Monday, April 16, 2007


There's something wrong with my outgoing mail. My Mac account is being all funky and not sending stuff out. I did, however, receive an e-mail from my girlfriend (yes, girlfriend - shocking isn't it?) telling me that I was being lazy for not going to her yoga class tis morning. I cannot get my ass to exercise lately. I always want to put a "C" in the middle of that word. As if it was exCercise. We all know that's wrong.
I don't know why I am posting this. I haven't written anything in months. Not since close to my birthday I think. My life is really structured these days, and much happier. I work at a place called Devin Tavern (devintavern.com) Wed-Saturday, and then on Sun-Tuesday I am practicing improv comedy. When I have free time I hang out with my girlfriend and play nintendo Wii. Family's the same. I rarely see a lot of my good friends and, even more rarely, excercise or mope. Which is strange I think. I just entered a cocktail competition. If I win I get to go to Martinique for three days.

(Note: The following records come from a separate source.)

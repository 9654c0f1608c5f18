//! Error types for the domain layer.

use thiserror::Error;

/// Errors that occur during value object construction.
#[derive(Debug, Clone, PartialEq, Eq, Error)]
pub enum ValidationError {
    #[error("Field '{field}' cannot be empty")]
    EmptyField { field: String },

    #[error("Field '{field}' has invalid format: {reason}")]
    InvalidFormat { field: String, reason: String },
}

impl ValidationError {
    /// Creates an empty field validation error.
    pub fn empty_field(field: impl Into<String>) -> Self {
        ValidationError::EmptyField { field: field.into() }
    }

    /// Creates an invalid format validation error.
    pub fn invalid_format(field: impl Into<String>, reason: impl Into<String>) -> Self {
        ValidationError::InvalidFormat {
            field: field.into(),
            reason: reason.into(),
        }
    }

    /// Returns the name of the offending field.
    pub fn field(&self) -> &str {
        match self {
            ValidationError::EmptyField { field } => field,
            ValidationError::InvalidFormat { field, .. } => field,
        }
    }
}
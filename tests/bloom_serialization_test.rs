// Licensed to the Apache Software Foundation (ASF) under one
// or more contributor license agreements.  See the NOTICE file
// distributed with this work for additional information
// regarding copyright ownership.  The ASF licenses this file
// to you under the Apache License, Version 2.0 (the
// "License"); you may not use this file except in compliance
// with the License.  You may obtain a copy of the License at
//
//   http://www.apache.org/licenses/LICENSE-2.0
//
// Unless required by applicable law or agreed to in writing,
// software distributed under the License is distributed on an
// "AS IS" BASIS, WITHOUT WARRANTIES OR CONDITIONS OF ANY
// KIND, either express or implied.  See the License for the
// specific language governing permissions and limitations
// under the License.

use googletest::assert_that;
use googletest::prelude::contains_substring;
use otpbloom::bloom::Filter;
use otpbloom::bloom::FilterBuilder;
use otpbloom::error::ErrorKind;

fn read_u64_le(bytes: &[u8], offset: usize) -> u64 {
    u64::from_le_bytes(bytes[offset..offset + 8].try_into().unwrap())
}

#[test]
fn test_round_trip_reproduces_every_field() {
    let mut filter = FilterBuilder::with_size(1000, 6).seed(21).build();
    for i in 0..250_u64 {
        filter.add(i);
    }

    let bytes = filter.serialize();
    let restored = Filter::deserialize(&bytes).unwrap();

    assert_eq!(restored.capacity(), 1000);
    assert_eq!(restored.num_keys(), 6);
    assert_eq!(restored.num_insertions(), 250);
    assert_eq!(restored.derivation_keys(), filter.derivation_keys());
    assert_eq!(restored, filter);

    // byte-for-byte stable across a second round trip
    assert_eq!(restored.serialize(), bytes);
}

#[test]
fn test_round_trip_preserves_membership() {
    let mut filter = FilterBuilder::with_accuracy(5000, 0.001).build();
    for i in 0..5000_u64 {
        filter.add(i);
    }

    let restored = Filter::deserialize(&filter.serialize()).unwrap();
    for i in 0..5000_u64 {
        assert!(restored.contains(&i));
    }
}

#[test]
fn test_empty_filter_round_trip() {
    let filter = FilterBuilder::with_size(2, 1).seed(1).build();
    let restored = Filter::deserialize(&filter.serialize()).unwrap();

    assert_eq!(restored, filter);
    assert_eq!(restored.num_insertions(), 0);
    assert_eq!(restored.precise_filled_ratio(), 0.0);
}

#[test]
fn test_wire_layout_field_order_and_widths() {
    let mut filter = FilterBuilder::with_size(130, 2).seed(17).build();
    filter.add(0xfeed_u64);

    let bytes = filter.serialize();
    // k, n, m headers + 2 keys + ceil(130/64) = 3 words, all 8 bytes LE
    assert_eq!(bytes.len(), 8 * (3 + 2 + 3));

    assert_eq!(read_u64_le(&bytes, 0), 2); // k
    assert_eq!(read_u64_le(&bytes, 8), 1); // n
    assert_eq!(read_u64_le(&bytes, 16), 130); // m
    assert_eq!(read_u64_le(&bytes, 24), filter.derivation_keys()[0]);
    assert_eq!(read_u64_le(&bytes, 32), filter.derivation_keys()[1]);

    // the two derived bits land somewhere in the trailing three words
    let ones: u32 = (0..3)
        .map(|w| read_u64_le(&bytes, 40 + 8 * w).count_ones())
        .sum();
    assert_eq!(ones as f64 / 130.0, filter.precise_filled_ratio());
}

#[test]
fn test_deserialize_truncated_header() {
    let filter = FilterBuilder::with_size(128, 2).seed(5).build();
    let bytes = filter.serialize();

    let err = Filter::deserialize(&bytes[..12]).unwrap_err();
    assert_eq!(err.kind(), ErrorKind::MalformedDeserializeData);
    assert_that!(format!("{err}"), contains_substring("insertion_count"));
}

#[test]
fn test_deserialize_truncated_payload() {
    let mut filter = FilterBuilder::with_size(512, 3).seed(5).build();
    filter.add("x");
    let bytes = filter.serialize();

    let err = Filter::deserialize(&bytes[..bytes.len() - 1]).unwrap_err();
    assert_eq!(err.kind(), ErrorKind::MalformedDeserializeData);
    assert_that!(format!("{err}"), contains_substring("payload"));
}

#[test]
fn test_deserialize_empty_input() {
    let err = Filter::deserialize(&[]).unwrap_err();
    assert_eq!(err.kind(), ErrorKind::MalformedDeserializeData);
    assert_that!(format!("{err}"), contains_substring("key_count"));
}

#[test]
fn test_serialized_filters_stay_compatible() {
    let mut f1 = FilterBuilder::with_size(4096, 4).seed(33).build();
    let mut f2 = Filter::deserialize(&f1.serialize()).unwrap();

    f1.add("left");
    f2.add("right");

    let merged = f1.union(&f2).unwrap();
    assert!(merged.contains(&"left"));
    assert!(merged.contains(&"right"));
}
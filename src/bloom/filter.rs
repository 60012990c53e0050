// Licensed to the Apache Software Foundation (ASF) under one
// or more contributor license agreements.  See the NOTICE file
// distributed with this work for additional information
// regarding copyright ownership.  The ASF licenses this file
// to you under the Apache License, Version 2.0 (the
// "License"); you may not use this file except in compliance
// with the License.  You may obtain a copy of the License at
//
//   http://www.apache.org/licenses/LICENSE-2.0
//
// Unless required by applicable law or agreed to in writing,
// software distributed under the License is distributed on an
// "AS IS" BASIS, WITHOUT WARRANTIES OR CONDITIONS OF ANY
// KIND, either express or implied.  See the License for the
// specific language governing permissions and limitations
// under the License.

use crate::bloom::FilterBuilder;
use crate::error::Error;
use crate::hash::FilterHash;

/// A keyed Bloom filter for probabilistic set membership testing.
///
/// Provides fast membership queries with:
/// - No false negatives (inserted items always return `true`)
/// - Tunable false positive rate
/// - Constant space usage
///
/// Use [`FilterBuilder`] (or [`Filter::new`]) to construct instances.
///
/// The filter exclusively owns its bit array and key sequence; [`Clone`]
/// and [`union`](Filter::union) produce deep copies with no aliasing to
/// the originals. The structure is not thread-safe.
#[derive(Debug, Clone, PartialEq)]
pub struct Filter {
    /// Derivation keys, one per simulated hash function (k).
    /// Generated at construction, immutable afterwards.
    pub(super) keys: Vec<u64>,
    /// Bit array packed into u64 words.
    /// Length = ceil(m / 64)
    pub(super) bits: Vec<u64>,
    /// Total number of bits the filter recognizes (m).
    pub(super) m: u64,
    /// Number of insertions performed (n), counting repeats.
    pub(super) n: u64,
}

impl Filter {
    /// Constructs an empty filter with `m` bits and `k` randomly drawn
    /// derivation keys.
    ///
    /// Shorthand for `FilterBuilder::with_size(m, k).build()`; use the
    /// builder directly when a deterministic [`seed`](FilterBuilder::seed)
    /// is needed.
    ///
    /// # Panics
    ///
    /// Panics if `m <= 1` or `k == 0`. These are programmer errors, not
    /// recoverable runtime conditions.
    ///
    /// # Examples
    ///
    /// ```
    /// use otpbloom::bloom::Filter;
    ///
    /// let mut filter = Filter::new(1024, 4);
    /// filter.add(42_u64);
    /// assert!(filter.contains(&42_u64));
    /// ```
    pub fn new(m: u64, k: u64) -> Filter {
        FilterBuilder::with_size(m, k).build()
    }

    // ========================================================================
    // Query Operations
    // ========================================================================

    /// Tests whether an item is possibly in the set.
    ///
    /// Returns:
    /// - `true`: Item was **possibly** inserted (or false positive)
    /// - `false`: Item was **definitely not** inserted
    ///
    /// # Examples
    ///
    /// ```
    /// # use otpbloom::bloom::FilterBuilder;
    /// let mut filter = FilterBuilder::with_accuracy(100, 0.01).build();
    /// filter.add("apple");
    ///
    /// assert!(filter.contains(&"apple")); // true - was inserted
    /// assert!(!filter.contains(&"grape")); // false - never inserted (probably)
    /// ```
    pub fn contains<T: FilterHash + ?Sized>(&self, item: &T) -> bool {
        let raw_hash = item.filter_hash();
        for key in &self.keys {
            if !self.get_bit(raw_hash ^ key) {
                return false;
            }
        }
        true // maybe
    }

    // ========================================================================
    // Update Operations
    // ========================================================================

    /// Inserts an item into the filter.
    ///
    /// Sets the `k` derived bits and increments the insertion counter
    /// unconditionally, even if every bit was already set; `n` counts
    /// `add` calls, not distinct elements. After insertion,
    /// `contains(item)` always returns `true`.
    ///
    /// # Examples
    ///
    /// ```
    /// # use otpbloom::bloom::FilterBuilder;
    /// let mut filter = FilterBuilder::with_accuracy(100, 0.01).build();
    ///
    /// filter.add("apple");
    /// filter.add("apple");
    ///
    /// assert!(filter.contains(&"apple"));
    /// assert_eq!(filter.num_insertions(), 2);
    /// ```
    pub fn add<T: FilterHash>(&mut self, item: T) {
        let raw_hash = item.filter_hash();
        for i in 0..self.keys.len() {
            let index = raw_hash ^ self.keys[i];
            self.set_bit(index);
        }
        self.n += 1;
    }

    // ========================================================================
    // Set Operations
    // ========================================================================

    /// Checks if two filters are compatible for union.
    ///
    /// Filters are compatible if they have identical capacity and an
    /// identical derivation-key sequence (element-wise, order-sensitive).
    /// Filters built without a shared explicit seed are almost certainly
    /// incompatible.
    pub fn is_compatible(&self, other: &Filter) -> bool {
        self.m == other.m && self.keys == other.keys
    }

    /// Returns a new filter recognizing items from either input (union).
    ///
    /// The result is a deep copy of `self` whose bit array has been
    /// bitwise-ORed, word by word, with `other`'s. Neither input is
    /// mutated. The result's insertion counter is inherited from `self`
    /// unmodified; union does not attempt to estimate the combined count.
    ///
    /// # Errors
    ///
    /// Returns [`ErrorKind::IncompatibleFilters`](crate::error::ErrorKind::IncompatibleFilters)
    /// if the filters differ in capacity, key count, or key values.
    ///
    /// # Examples
    ///
    /// ```
    /// # use otpbloom::bloom::FilterBuilder;
    /// let mut f1 = FilterBuilder::with_accuracy(100, 0.01).seed(123).build();
    /// let mut f2 = FilterBuilder::with_accuracy(100, 0.01).seed(123).build();
    ///
    /// f1.add("a");
    /// f2.add("b");
    ///
    /// let merged = f1.union(&f2).unwrap();
    /// assert!(merged.contains(&"a"));
    /// assert!(merged.contains(&"b"));
    /// ```
    pub fn union(&self, other: &Filter) -> Result<Filter, Error> {
        if !self.is_compatible(other) {
            return Err(Error::incompatible("union"));
        }

        let mut out = self.clone();
        for (word, other_word) in out.bits.iter_mut().zip(&other.bits) {
            *word |= *other_word;
        }
        Ok(out)
    }

    // ========================================================================
    // Statistics and Properties
    // ========================================================================

    /// Returns the total number of bits in the filter (m).
    pub fn capacity(&self) -> u64 {
        self.m
    }

    /// Returns the number of derivation keys (k).
    pub fn num_keys(&self) -> u64 {
        self.keys.len() as u64
    }

    /// Returns how many insertions have been performed (n).
    ///
    /// Repeated insertion of the same element counts every time; this is
    /// an `add`-call counter, not a distinct-element cardinality.
    pub fn num_insertions(&self) -> u64 {
        self.n
    }

    /// Returns the derivation-key sequence.
    pub fn derivation_keys(&self) -> &[u64] {
        &self.keys
    }

    /// Returns the exact fraction of bits set to one.
    ///
    /// Exhaustively popcounts the whole bit array; cost is proportional to
    /// `m`. Intended as a diagnostic, not a hot-path operation.
    pub fn precise_filled_ratio(&self) -> f64 {
        let ones: u64 = self.bits.iter().map(|word| word.count_ones() as u64).sum();
        ones as f64 / self.m as f64
    }

    /// Returns an analytic upper bound on the false-positive probability.
    ///
    /// Formula: `(1 - e^(-k*(n+0.5)/(m-1)))^k`, driven by the insertion
    /// counter `n` rather than the measured fill ratio. The `m - 1`
    /// denominator is safe because construction rejects `m <= 1`.
    pub fn false_positive_probability(&self) -> f64 {
        let k = self.num_keys() as f64;
        let n = self.n as f64;
        let m = self.m as f64;
        (1.0 - (-k * (n + 0.5) / (m - 1.0)).exp()).powf(k)
    }

    // ========================================================================
    // Internal Helpers
    // ========================================================================

    /// Reads the bit at logical index `i`.
    ///
    /// Indices at or beyond `m` wrap via `i % m` before addressing. The
    /// wraparound is a documented policy of the bit accessors, not an
    /// error path; derived indices span the full u64 range.
    fn get_bit(&self, i: u64) -> bool {
        let i = if i >= self.m { i % self.m } else { i };
        (self.bits[(i >> 6) as usize] >> (i & 0x3f)) & 1 != 0
    }

    /// Sets the bit at logical index `i`, with the same wraparound policy
    /// as [`get_bit`](Self::get_bit). Setting an already-set bit is a
    /// no-op observably.
    fn set_bit(&mut self, i: u64) {
        let i = if i >= self.m { i % self.m } else { i };
        self.bits[(i >> 6) as usize] |= 1 << (i & 0x3f);
    }
}
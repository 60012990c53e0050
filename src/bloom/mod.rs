// Licensed to the Apache Software Foundation (ASF) under one
// or more contributor license agreements.  See the NOTICE file
// distributed with this work for additional information
// regarding copyright ownership.  The ASF licenses this file
// to you under the Apache License, Version 2.0 (the
// "License"); you may not use this file except in compliance
// with the License.  You may obtain a copy of the License at
//
//   http://www.apache.org/licenses/LICENSE-2.0
//
// Unless required by applicable law or agreed to in writing,
// software distributed under the License is distributed on an
// "AS IS" BASIS, WITHOUT WARRANTIES OR CONDITIONS OF ANY
// KIND, either express or implied.  See the License for the
// specific language governing permissions and limitations
// under the License.

//! Keyed Bloom filter for probabilistic set membership testing.
//!
//! The filter owns a word-packed bit array of `m` bits and `k` random
//! 64-bit derivation keys. An element's single 64-bit hash is XORed with
//! each key in turn to derive `k` bit positions, so one hash computation
//! stands in for `k` independent hash functions.
//!
//! # Usage
//!
//! ```rust
//! use otpbloom::bloom::FilterBuilder;
//!
//! let mut filter = FilterBuilder::with_size(1 << 20, 7).seed(42).build();
//!
//! filter.add("apple");
//! assert!(filter.contains("apple"));
//! assert_eq!(filter.num_insertions(), 1);
//! ```
//!
//! # Notes
//!
//! - A `true` from [`Filter::contains`] means *possibly present*; `false`
//!   is definite absence. False negatives cannot occur.
//! - Filters constructed without an explicit seed draw fresh random keys
//!   and are incompatible with every other filter.

mod builder;
mod filter;
mod params;
mod serialization;

pub use self::builder::FilterBuilder;
pub use self::filter::Filter;
pub use self::params::optimal_k;
pub use self::params::optimal_m;
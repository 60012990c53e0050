// Licensed to the Apache Software Foundation (ASF) under one
// or more contributor license agreements.  See the NOTICE file
// distributed with this work for additional information
// regarding copyright ownership.  The ASF licenses this file
// to you under the Apache License, Version 2.0 (the
// "License"); you may not use this file except in compliance
// with the License.  You may obtain a copy of the License at
//
//   http://www.apache.org/licenses/LICENSE-2.0
//
// Unless required by applicable law or agreed to in writing,
// software distributed under the License is distributed on an
// "AS IS" BASIS, WITHOUT WARRANTIES OR CONDITIONS OF ANY
// KIND, either express or implied.  See the License for the
// specific language governing permissions and limitations
// under the License.

use googletest::assert_that;
use googletest::prelude::contains_substring;
use otpbloom::bloom::FilterBuilder;
use otpbloom::error::ErrorKind;

#[test]
fn test_union_recognizes_elements_from_both_sides() {
    let mut f1 = FilterBuilder::with_size(4096, 4).seed(7).build();
    let mut f2 = FilterBuilder::with_size(4096, 4).seed(7).build();

    for i in 0..100_u64 {
        f1.add(i);
    }
    for i in 100..200_u64 {
        f2.add(i);
    }

    let merged = f1.union(&f2).unwrap();
    for i in 0..200_u64 {
        assert!(merged.contains(&i), "union lost element {i}");
    }
}

#[test]
fn test_union_never_removes_positives() {
    let mut f1 = FilterBuilder::with_size(2048, 3).seed(9).build();
    let mut f2 = FilterBuilder::with_size(2048, 3).seed(9).build();

    f1.add("only-left");
    f2.add("only-right");
    let merged = f1.union(&f2).unwrap();

    for candidate in ["only-left", "only-right", "neither"] {
        if f1.contains(&candidate) || f2.contains(&candidate) {
            assert!(merged.contains(&candidate));
        }
    }
}

#[test]
fn test_union_leaves_inputs_untouched_and_inherits_n() {
    let mut f1 = FilterBuilder::with_size(1024, 4).seed(1).build();
    let mut f2 = FilterBuilder::with_size(1024, 4).seed(1).build();

    for i in 0..10_u64 {
        f1.add(i);
    }
    for i in 50..80_u64 {
        f2.add(i);
    }
    let f1_before = f1.clone();
    let f2_before = f2.clone();

    let merged = f1.union(&f2).unwrap();

    assert_eq!(f1, f1_before);
    assert_eq!(f2, f2_before);
    // union makes no attempt to estimate combined cardinality
    assert_eq!(merged.num_insertions(), 10);
    assert_eq!(merged.capacity(), 1024);
    assert_eq!(merged.derivation_keys(), f1.derivation_keys());
}

#[test]
fn test_union_result_is_independently_owned() {
    let mut f1 = FilterBuilder::with_size(1024, 2).seed(4).build();
    let f2 = FilterBuilder::with_size(1024, 2).seed(4).build();

    let merged = f1.union(&f2).unwrap();
    f1.add("mutate-after-union");

    assert!(!merged.contains(&"mutate-after-union") || f2.contains(&"mutate-after-union"));
    assert_eq!(merged.num_insertions(), 0);
}

#[test]
fn test_union_rejects_differing_capacity() {
    let f1 = FilterBuilder::with_size(1024, 4).seed(2).build();
    let f2 = FilterBuilder::with_size(2048, 4).seed(2).build();

    let err = f1.union(&f2).unwrap_err();
    assert_eq!(err.kind(), ErrorKind::IncompatibleFilters);
    assert_that!(err.message(), contains_substring("union"));
}

#[test]
fn test_union_rejects_differing_key_count() {
    let f1 = FilterBuilder::with_size(1024, 4).seed(2).build();
    let f2 = FilterBuilder::with_size(1024, 5).seed(2).build();

    let err = f1.union(&f2).unwrap_err();
    assert_eq!(err.kind(), ErrorKind::IncompatibleFilters);
}

#[test]
fn test_union_rejects_differing_key_values() {
    let f1 = FilterBuilder::with_size(1024, 4).seed(2).build();
    let f2 = FilterBuilder::with_size(1024, 4).seed(3).build();

    assert!(!f1.is_compatible(&f2));
    let err = f1.union(&f2).unwrap_err();
    assert_eq!(err.kind(), ErrorKind::IncompatibleFilters);
}

#[test]
fn test_separately_built_filters_are_incompatible() {
    let f1 = FilterBuilder::with_size(1024, 4).build();
    let f2 = FilterBuilder::with_size(1024, 4).build();

    assert!(!f1.is_compatible(&f2));
    assert!(f1.union(&f2).is_err());
}

#[test]
fn test_clone_is_a_deep_copy() {
    let mut original = FilterBuilder::with_size(1024, 4).seed(8).build();
    original.add("shared");

    let mut copy = original.clone();
    assert_eq!(copy, original);
    assert!(copy.is_compatible(&original));

    copy.add("copy-only");
    assert_eq!(original.num_insertions(), 1);
    assert_eq!(copy.num_insertions(), 2);
    assert!(!original.contains(&"copy-only"));
}
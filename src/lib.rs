// Licensed to the Apache Software Foundation (ASF) under one
// or more contributor license agreements.  See the NOTICE file
// distributed with this work for additional information
// regarding copyright ownership.  The ASF licenses this file
// to you under the Apache License, Version 2.0 (the
// "License"); you may not use this file except in compliance
// with the License.  You may obtain a copy of the License at
//
//   http://www.apache.org/licenses/LICENSE-2.0
//
// Unless required by applicable law or agreed to in writing,
// software distributed under the License is distributed on an
// "AS IS" BASIS, WITHOUT WARRANTIES OR CONDITIONS OF ANY
// KIND, either express or implied.  See the License for the
// specific language governing permissions and limitations
// under the License.

//! A keyed Bloom filter: probabilistic set membership with no false
//! negatives and a bounded false-positive rate.
//!
//! Instead of computing K independent hash functions per element, the filter
//! stores K random 64-bit derivation keys and XORs each of them with a single
//! caller-supplied 64-bit hash, projecting one hash into K pseudo-independent
//! index streams (a one-time-pad-inspired technique).
//!
//! # Usage
//!
//! ```rust
//! use otpbloom::bloom::FilterBuilder;
//!
//! let mut filter = FilterBuilder::with_accuracy(10_000, 0.01).build();
//! filter.add("apple");
//!
//! assert!(filter.contains("apple"));
//! ```
//!
//! Filters built separately draw fresh random derivation keys and are
//! mutually incompatible; pass the same [`seed`](bloom::FilterBuilder::seed)
//! to both builders when filters must later be unioned or compared.
//!
//! The structure is not thread-safe. Callers that share a filter across
//! threads must impose external mutual exclusion.

pub mod bloom;
pub mod error;
pub mod hash;

mod codec;
mod random;

pub use self::random::RandomSource;
pub use self::random::XorShift64;
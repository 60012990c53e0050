// Licensed to the Apache Software Foundation (ASF) under one
// or more contributor license agreements.  See the NOTICE file
// distributed with this work for additional information
// regarding copyright ownership.  The ASF licenses this file
// to you under the Apache License, Version 2.0 (the
// "License"); you may not use this file except in compliance
// with the License.  You may obtain a copy of the License at
//
//   http://www.apache.org/licenses/LICENSE-2.0
//
// Unless required by applicable law or agreed to in writing,
// software distributed under the License is distributed on an
// "AS IS" BASIS, WITHOUT WARRANTIES OR CONDITIONS OF ANY
// KIND, either express or implied.  See the License for the
// specific language governing permissions and limitations
// under the License.

//! Binary codec for [`Filter`].
//!
//! Fixed field order, every field little-endian, no magic number, version
//! tag, or checksum:
//!
//! | field | width          | meaning                 |
//! |-------|----------------|-------------------------|
//! | k     | 8 bytes        | count of derivation keys |
//! | n     | 8 bytes        | insertion counter       |
//! | m     | 8 bytes        | bit capacity            |
//! | keys  | k x 8 bytes    | derivation key values   |
//! | bits  | ceil(m/64) x 8 | bit-array words         |
//!
//! The bit-array length is always derived from `m` at decode; `n` is an
//! unrelated counter and plays no part in the layout's geometry.

use crate::bloom::Filter;
use crate::codec::FilterBytes;
use crate::codec::FilterSlice;
use crate::error::Error;
use crate::error::ErrorKind;

impl Filter {
    /// Serializes the filter to a byte vector.
    ///
    /// # Examples
    ///
    /// ```
    /// # use otpbloom::bloom::{Filter, FilterBuilder};
    /// let mut filter = FilterBuilder::with_size(1024, 4).seed(1).build();
    /// filter.add("test");
    ///
    /// let bytes = filter.serialize();
    /// let restored = Filter::deserialize(&bytes).unwrap();
    /// assert_eq!(filter, restored);
    /// assert!(restored.contains(&"test"));
    /// ```
    pub fn serialize(&self) -> Vec<u8> {
        let size = 8 * (3 + self.keys.len() + self.bits.len());
        let mut bytes = FilterBytes::with_capacity(size);

        bytes.write_u64_le(self.num_keys());
        bytes.write_u64_le(self.n);
        bytes.write_u64_le(self.m);
        for &key in &self.keys {
            bytes.write_u64_le(key);
        }
        for &word in &self.bits {
            bytes.write_u64_le(word);
        }

        bytes.into_bytes()
    }

    /// Deserializes a filter from bytes.
    ///
    /// Bytes beyond the announced layout are ignored. No partially
    /// constructed filter is exposed on failure.
    ///
    /// # Errors
    ///
    /// Returns [`ErrorKind::MalformedDeserializeData`] if the stream is
    /// truncated, announces a zero key count, or announces a capacity
    /// below 2 bits.
    pub fn deserialize(bytes: &[u8]) -> Result<Self, Error> {
        let mut cursor = FilterSlice::new(bytes);

        let k = cursor
            .read_u64_le()
            .map_err(|_| Error::insufficient_data("key_count"))?;
        let n = cursor
            .read_u64_le()
            .map_err(|_| Error::insufficient_data("insertion_count"))?;
        let m = cursor
            .read_u64_le()
            .map_err(|_| Error::insufficient_data("capacity_bits"))?;

        if k == 0 {
            return Err(Error::new(
                ErrorKind::MalformedDeserializeData,
                "filter must have at least one derivation key",
            ));
        }
        if m <= 1 {
            return Err(Error::new(
                ErrorKind::MalformedDeserializeData,
                "filter capacity must be at least 2 bits",
            )
            .with_context("m", m));
        }

        // Bound the announced payload against the buffer before any
        // allocation happens; a forged header must not trigger one.
        let num_words = m.div_ceil(64);
        let payload_bytes = k
            .checked_add(num_words)
            .and_then(|words| words.checked_mul(8))
            .ok_or_else(|| {
                Error::new(
                    ErrorKind::MalformedDeserializeData,
                    "announced key count and capacity overflow the layout size",
                )
                .with_context("k", k)
                .with_context("m", m)
            })?;
        if cursor.remaining() < payload_bytes {
            return Err(Error::insufficient_data("payload")
                .with_context("expected_bytes", payload_bytes)
                .with_context("remaining_bytes", cursor.remaining()));
        }

        let mut keys = Vec::with_capacity(k as usize);
        for _ in 0..k {
            keys.push(
                cursor
                    .read_u64_le()
                    .map_err(|_| Error::insufficient_data("keys"))?,
            );
        }

        let mut bits = vec![0u64; num_words as usize];
        for word in &mut bits {
            *word = cursor
                .read_u64_le()
                .map_err(|_| Error::insufficient_data("bit_array"))?;
        }

        Ok(Filter { keys, bits, m, n })
    }
}
use crate::models::strategy::{Strategy, StrategyFilter};
use actix::Message;
use anyhow::Result;

#[derive(Debug, Clone)]
pub struct ListStrategiesPayload {
    pub user_id: String,
    pub filter: StrategyFilter,
}

impl Message for ListStrategiesPayload {
    type Result = Result<Vec<Strategy>>;
}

I just nought a new pair of shoes. Blundstones. They're awesome.
um.....
Am I boring? Do you get boring when you're happy? I have nothing to report that may or may not be legitimately entertaining. Is it because I am happy? Were my previous posts that stimulating? Probably not - I bet they were really mopey. I stopped listening to depressing music before I go to bed. I think that helps a lot. Now I just fall asleep to silence. And car alarms. My roommate moved out. Now I have the front room. It's bigger, sunnier, noisier, and I am never there. My girlfriend wants to move out of the city. My best friend wants to move to LA. I feel like there is no place in the world I could see myself being. I don't want to drive all the time. I feel like everything is just beginning to click and already I am going to have to shift it all around. More money would be nice, but you know what Biggie said...
sigh.
Even my faux hip-hop jokes ring false.
Heart Shaped Box by Joe Hill. It has my endorsement. Read it.
Compeltely missed Kurt Vonnegut dying last week. That makes me a douche. Cat's Cradle. Read it. I'm leaving for my improv rehearsal now. That's it.